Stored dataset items
-------
use axum::Extension;
use axum::Json;
use axum::http::StatusCode;
use chrono::Utc;

use crate::logger::Logger;
use crate::server::dtos::health_dto::{HealthResponse, HealthStatus};
use crate::server::services::app_services::AppServices;
use crate::server::{get_app_version, get_uptime_seconds};

/// health endpoint, never calls upstream, it only reports what the token cache looks like
pub async fn health_endpoint(
    Extension(services): Extension<AppServices>,
) -> (StatusCode, Json<HealthResponse>) {
    let downloads_enabled = services.tokens.has_credentials();

    // without credentials search still works, so the service is up but degraded
    let status = if downloads_enabled {
        HealthStatus::Healthy
    } else {
        HealthStatus::Degraded
    };

    let response = HealthResponse {
        status,
        timestamp: Utc::now(),
        uptime_seconds: get_uptime_seconds(),
        version: get_app_version().to_string(),
        environment: Logger::environment_name(services.config.cargo_env).to_string(),
        downloads_enabled,
        token: services.tokens.status().await,
    };

    (StatusCode::OK, Json(response))
}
-------
- _Exercise goal_: Copy out the lines above, from the one holding "let response = HealthResponse" through the final line, with no other lines.

- _Solved problem_:
    let response = HealthResponse {
        status,
        timestamp: Utc::now(),
        uptime_seconds: get_uptime_seconds(),
        version: get_app_version().to_string(),
        environment: Logger::environment_name(services.config.cargo_env).to_string(),
        downloads_enabled,
        token: services.tokens.status().await,
    };

    (StatusCode::OK, Json(response))
}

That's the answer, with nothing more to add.